If successful, the function yields a tuple containing the file’s name, path, and size, along with a progress percentage calculated based on the total number of files in the directory. If the script encounters any exceptions during this process, such as if the file cannot be opened as an image, it gracefully handles the error by printing a message that details the issue.

In [1]:
def traverse_folders(root_folder):
    """
    This function is designed to traverse through a directory structure, locate image files of specific formats, and yield useful information about each file, such as its name, path, and size. 
    
    Input: 
    - root_folder: This is the root directory from which the function begins its traversal. It is a string representing the path to the folder where the search starts.

    Output:
    - The function does not return a single output but instead uses a generator (yield) to provide results incrementally. For each valid image file, it yields:
        - A tuple consisting of:
            1) The file name (file).
            2) The full file path (file_path).

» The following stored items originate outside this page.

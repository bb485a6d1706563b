// ==========================================
// 工单流转追踪系统 - WIP 与工序台账实体
// ==========================================
// WipItem: 工单的唯一在制记录（首次登记成功时创建，永不删除）
// WipStepExecution / ScanEvent / WipReworkLog: 只追加
// ==========================================

use crate::domain::types::{ScanType, WipStatus};
use chrono::NaiveDateTime;
use serde::{Deserialize, Serialize};

/// 在制品记录
#[derive(Debug, Clone, PartialEq, Eq, Serialize, Deserialize)]
#[serde(rename_all = "camelCase")]
pub struct WipItem {
    pub wip_item_id: i64,
    pub work_order_id: i64,
    /// 当前所在工序
    pub current_step_id: i64,
    pub status: WipStatus,
    pub created_at: NaiveDateTime,
    /// 创建时冻结的路线（后续路线切换不影响已开工的 WIP）
    pub route_id: i64,
    /// 乐观锁版本号
    pub revision: i64,
}

/// 工序执行记录（每个 WIP 每道工序最多一条）
#[derive(Debug, Clone, PartialEq, Eq, Serialize, Deserialize)]
#[serde(rename_all = "camelCase")]
pub struct WipStepExecution {
    pub execution_id: i64,
    pub wip_item_id: i64,
    pub route_step_id: i64,
    pub user_id: i64,
    pub device_id: i64,
    pub location_id: i64,
    pub created_at: NaiveDateTime,
    /// 带入该工序的数量（下一道工序的数量上限）
    pub qty_in: u32,
    pub qty_scrap: u32,
}

/// 待写入的工序执行记录
#[derive(Debug, Clone, PartialEq, Eq)]
pub struct NewStepExecution {
    pub wip_item_id: i64,
    pub route_step_id: i64,
    pub user_id: i64,
    pub device_id: i64,
    pub location_id: i64,
    pub qty_in: u32,
}

/// 扫码审计事件
#[derive(Debug, Clone, PartialEq, Eq, Serialize, Deserialize)]
#[serde(rename_all = "camelCase")]
pub struct ScanEvent {
    pub scan_event_id: i64,
    pub wip_item_id: i64,
    pub route_step_id: i64,
    pub scan_type: ScanType,
    pub ts: NaiveDateTime,
}

/// 返工记录（每次挂起/放行各一条）
#[derive(Debug, Clone, PartialEq, Eq, Serialize, Deserialize)]
#[serde(rename_all = "camelCase")]
pub struct WipReworkLog {
    pub rework_log_id: i64,
    pub wip_item_id: i64,
    pub location_id: i64,
    pub user_id: i64,
    pub device_id: i64,
    pub qty: u32,
    pub reason: Option<String>,
    pub created_at: NaiveDateTime,
}

/// 待写入的返工记录
#[derive(Debug, Clone, PartialEq, Eq)]
pub struct NewReworkLog {
    pub wip_item_id: i64,
    pub location_id: i64,
    pub user_id: i64,
    pub device_id: i64,
    pub qty: u32,
    pub reason: Option<String>,
}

            3) The file size in bytes (file_size).
            4) The progress percentage as a floating-point number, representing how far along the function is in processing the files within the current directory.
    
    """
    for root, dirs, files in os.walk(root_folder):
        total_files = len(files)
        for i, file in enumerate(files, 1):
            if file.endswith(('.jpg', '.jpeg', '.png', '.tiff')):  # list all the formats
                file_path = os.path.join(root, file)  # get file path
                try:
                    file_size = os.path.getsize(file_path)  # get file size
                    image = Image.open(file_path)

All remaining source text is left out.